Ideas clave extraídas de

by Xinyi Yu,Lin... a las arxiv.org 03-05-2024

https://arxiv.org/pdf/2403.01214.pdf
Boosting Box-supervised Instance Segmentation with Pseudo Depth

Consultas más profundas

How does the integration of pseudo-depth maps affect the overall accuracy of instance segmentation

The integration of pseudo-depth maps significantly enhances the accuracy of instance segmentation by providing depth-related information to the network. By incorporating depth cues into the training process, the network can better distinguish foreground from background within specified target boxes. This additional depth information helps in capturing nuanced depth differences between instances, leading to more precise and accurate segmentation results. The pseudo-depth maps guide the network in producing consistent predictions for regions with similar depth features, thereby improving overall performance.

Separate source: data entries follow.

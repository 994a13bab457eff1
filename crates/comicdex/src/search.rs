//! 🔎 The read path: one query in, one fully typed envelope out.
//!
//! The `_search` response nests like a set of matryoshka dolls: shards, hits, hits
//! inside hits, and finally the comic itself in `_source`. We decode all of it in one
//! pass. A missing required field fails the whole thing; there is no partial envelope.
//!
//! 🧠 Knowledge graph:
//! - [`QuerySpec`] → JSON body (`{"size": N, "query": {...}}`).
//! - [`SearchClient::search`] → `POST /{index}/_search`.
//! - Non-2xx → [`SearchError::Remote`] carrying whatever error body the cluster sent.

use reqwest::Method;
use serde::{Deserialize, Serialize};
use tracing::{debug, info};

use crate::comic::Comic;
use crate::elasticsearch::EsClient;
use crate::error::SearchError;

/// 🔧 Defaults for the search command.
#[derive(Debug, Deserialize, Clone)]
pub struct SearchConfig {
    #[serde(default = "default_size")]
    pub size: usize,
}

fn default_size() -> usize {
    5
}

impl Default for SearchConfig {
    fn default() -> Self {
        Self {
            size: default_size(),
        }
    }
}

/// 📝 The request body.
#[derive(Debug, Clone, PartialEq, Serialize)]
pub struct QuerySpec {
    pub size: usize,
    pub query: serde_json::Value,
}

impl QuerySpec {
    /// 🎯 `{"size": N, "query": {"match_all": {}}}`
    pub fn match_all(size: usize) -> Self {
        Self {
            size,
            query: serde_json::json!({ "match_all": {} }),
        }
    }

    pub fn new(size: usize, query: serde_json::Value) -> Self {
        Self { size, query }
    }
}

/// 📬 The whole `_search` response.
#[derive(Debug, Clone, PartialEq, Deserialize)]
pub struct SearchEnvelope {
    /// ⏱️ Milliseconds the cluster spent.
    pub took: u64,
    pub timed_out: bool,
    #[serde(rename = "_shards")]
    pub shards: ShardStats,
    pub hits: HitsSection,
}

#[derive(Debug, Clone, Copy, PartialEq, Eq, Deserialize)]
pub struct ShardStats {
    pub total: u32,
    pub successful: u32,
    pub skipped: u32,
    pub failed: u32,
}

#[derive(Debug, Clone, PartialEq, Deserialize)]
pub struct HitsSection {
    pub total: TotalHits,
    /// `null` when the query does not score.
    pub max_score: Option<f64>,
    pub hits: Vec<SearchHit>,
}

#[derive(Debug, Clone, Copy, PartialEq, Eq, Deserialize)]
pub struct TotalHits {
    pub value: u64,
    pub relation: TotalRelation,
}

/// 🔢 Is `value` exact or a floor?
#[derive(Debug, Clone, Copy, PartialEq, Eq, Deserialize)]
#[serde(rename_all = "lowercase")]
pub enum TotalRelation {
    Eq,
    Gte,
}

impl std::fmt::Display for TotalRelation {
    fn fmt(&self, f: &mut std::fmt::Formatter<'_>) -> std::fmt::Result {
        match self {
            TotalRelation::Eq => f.write_str("eq"),
            TotalRelation::Gte => f.write_str("gte"),
        }
    }
}

#[derive(Debug, Clone, PartialEq, Deserialize)]
pub struct SearchHit {
    #[serde(rename = "_index")]
    pub index: String,
    #[serde(rename = "_id")]
    pub id: String,
    #[serde(rename = "_score")]
    pub score: Option<f64>,
    #[serde(rename = "_source")]
    pub source: Comic,
}

/// 🔎 Searches one index.
#[derive(Debug, Clone)]
pub struct SearchClient {
    client: EsClient,
    index: String,
}

impl SearchClient {
    pub fn new(client: EsClient, index: impl Into<String>) -> Self {
        Self {
            client,
            index: index.into(),
        }
    }

    /// 📡 One round trip. No paging, no scrolling, no retry.
    pub async fn search(&self, query: &QuerySpec) -> Result<SearchEnvelope, SearchError> {
        let body = serde_json::to_vec(query).map_err(SearchError::Encode)?;
        let (url, request) = self
            .client
            .request(Method::POST, &format!("/{}/_search", self.index));
        debug!(%url, size = query.size, "🔎 initiating search");

        let response = request
            .header("Content-Type", "application/json")
            .body(body)
            .send()
            .await
            .map_err(|source| SearchError::Transport {
                url: url.clone(),
                source,
            })?;

        let status = response.status();
        let bytes = response
            .bytes()
            .await
            .map_err(|source| SearchError::Transport { url, source })?;

        if !status.is_success() {
            // -- 📜 keep the cluster's own words; fall back to raw text if they aren't JSON
            let error = serde_json::from_slice::<serde_json::Value>(&bytes).unwrap_or_else(|_| {
                serde_json::Value::String(String::from_utf8_lossy(&bytes).into_owned())
            });
            return Err(SearchError::Remote { status, error });
        }

        let envelope: SearchEnvelope = serde_json::from_slice(&bytes).map_err(SearchError::Decode)?;
        info!(
            total = envelope.hits.total.value,
            relation = %envelope.hits.total.relation,
            returned = envelope.hits.hits.len(),
            took_ms = envelope.took,
            "✅ results found"
        );
        Ok(envelope)
    }
}

#[cfg(test)]
mod tests {
    use super::*;
    use crate::comic::sample_comic;
    use crate::elasticsearch::ElasticsearchConfig;
    use serde_json::json;
    use wiremock::matchers::{body_json, method, path};
    use wiremock::{Mock, MockServer, ResponseTemplate};

    fn client_for(server: &MockServer) -> SearchClient {
        let config = ElasticsearchConfig {
            urls: vec![server.uri()],
            ..ElasticsearchConfig::default()
        };
        SearchClient::new(EsClient::new(&config).expect("💀 client should build"), "xkcd")
    }

    fn envelope_json(total: u64, relation: &str, nums: &[u32]) -> serde_json::Value {
        let hits: Vec<serde_json::Value> = nums
            .iter()
            .map(|&n| {
                json!({
                    "_index": "xkcd",
                    "_id": n.to_string(),
                    "_score": 1.0,
                    "_source": sample_comic(n),
                })
            })
            .collect();
        json!({
            "took": 4,
            "timed_out": false,
            "_shards": {"total": 1, "successful": 1, "skipped": 0, "failed": 0},
            "hits": {
                "total": {"value": total, "relation": relation},
                "max_score": 1.0,
                "hits": hits,
            }
        })
    }

    #[test]
    fn the_one_where_match_all_looks_like_the_docs_say() -> anyhow::Result<()> {
        let body = serde_json::to_value(QuerySpec::match_all(5))?;
        assert_eq!(body, json!({"size": 5, "query": {"match_all": {}}}));
        Ok(())
    }

    #[tokio::test]
    async fn the_one_where_five_of_three_thousand_come_back_typed() -> anyhow::Result<()> {
        let server = MockServer::start().await;
        Mock::given(method("POST"))
            .and(path("/xkcd/_search"))
            .and(body_json(json!({"size": 5, "query": {"match_all": {}}})))
            .respond_with(
                ResponseTemplate::new(200).set_body_json(envelope_json(3000, "eq", &[1, 2, 3, 4, 5])),
            )
            .expect(1)
            .mount(&server)
            .await;

        let envelope = client_for(&server).search(&QuerySpec::match_all(5)).await?;

        assert_eq!(envelope.hits.hits.len(), 5);
        assert_eq!(envelope.hits.total.value, 3000);
        assert!(matches!(envelope.hits.total.relation, TotalRelation::Eq | TotalRelation::Gte));
        assert_eq!(envelope.shards.successful, 1);
        assert!(!envelope.timed_out);
        for hit in &envelope.hits.hits {
            assert!((1..=3000).contains(&hit.source.num));
            assert_eq!(hit.id, hit.source.num.to_string());
        }
        Ok(())
    }

    #[tokio::test]
    async fn the_one_where_the_echo_matches_what_was_indexed() -> anyhow::Result<()> {
        let server = MockServer::start().await;
        Mock::given(method("POST"))
            .and(path("/xkcd/_search"))
            .respond_with(ResponseTemplate::new(200).set_body_json(envelope_json(10_000, "gte", &[327])))
            .mount(&server)
            .await;

        let envelope = client_for(&server)
            .search(&QuerySpec::new(1, json!({"term": {"num": 327}})))
            .await?;

        assert_eq!(envelope.hits.total.relation, TotalRelation::Gte);
        assert_eq!(envelope.hits.hits[0].source, sample_comic(327));
        Ok(())
    }

    #[tokio::test]
    async fn the_one_where_the_cluster_complains_in_its_own_words() {
        let server = MockServer::start().await;
        Mock::given(method("POST"))
            .and(path("/xkcd/_search"))
            .respond_with(ResponseTemplate::new(404).set_body_json(json!({
                "error": {"type": "index_not_found_exception", "reason": "no such index [xkcd]"},
                "status": 404
            })))
            .mount(&server)
            .await;

        let err = client_for(&server)
            .search(&QuerySpec::match_all(5))
            .await
            .expect_err("💀 a missing index returned results");
        match err {
            SearchError::Remote { status, error } => {
                assert_eq!(status.as_u16(), 404);
                assert_eq!(error["error"]["type"], "index_not_found_exception");
            }
            other => panic!("💀 expected Remote, got {other:?}"),
        }
    }

    #[tokio::test]
    async fn the_one_where_a_hollow_envelope_is_a_decode_failure() {
        let server = MockServer::start().await;
        let mut hollow = envelope_json(1, "eq", &[1]);
        hollow["hits"]
            .as_object_mut()
            .expect("hits is an object")
            .remove("total");
        Mock::given(method("POST"))
            .and(path("/xkcd/_search"))
            .respond_with(ResponseTemplate::new(200).set_body_json(hollow))
            .mount(&server)
            .await;

        let err = client_for(&server)
            .search(&QuerySpec::match_all(1))
            .await
            .expect_err("💀 decoded an envelope with no total");
        assert!(matches!(err, SearchError::Decode(_)));
    }

    #[tokio::test]
    async fn the_one_where_a_mangled_source_spoils_the_whole_envelope() {
        let server = MockServer::start().await;
        let mut mangled = envelope_json(1, "eq", &[1]);
        mangled["hits"]["hits"][0]["_source"]["num"] = json!("one");
        Mock::given(method("POST"))
            .and(path("/xkcd/_search"))
            .respond_with(ResponseTemplate::new(200).set_body_json(mangled))
            .mount(&server)
            .await;

        let err = client_for(&server)
            .search(&QuerySpec::match_all(1))
            .await
            .expect_err("💀 'one' decoded as a number");
        assert!(matches!(err, SearchError::Decode(_)));
    }
}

What are potential drawbacks or limitations of relying on off-the-shelf depth predictors for generating pseudo-depth maps

One potential drawback of relying on off-the-shelf depth predictors for generating pseudo-depth maps is inaccuracies in the generated depths. Since these models are not specifically trained for a particular dataset or task, they may produce coarse or inaccurate depth estimates that could impact the quality of pseudo-depth maps. Inaccurate depth information can mislead the instance segmentation network and result in incorrect mask predictions. Additionally, off-the-shelf predictors may not capture fine-grained details required for precise instance segmentation tasks, leading to suboptimal performance.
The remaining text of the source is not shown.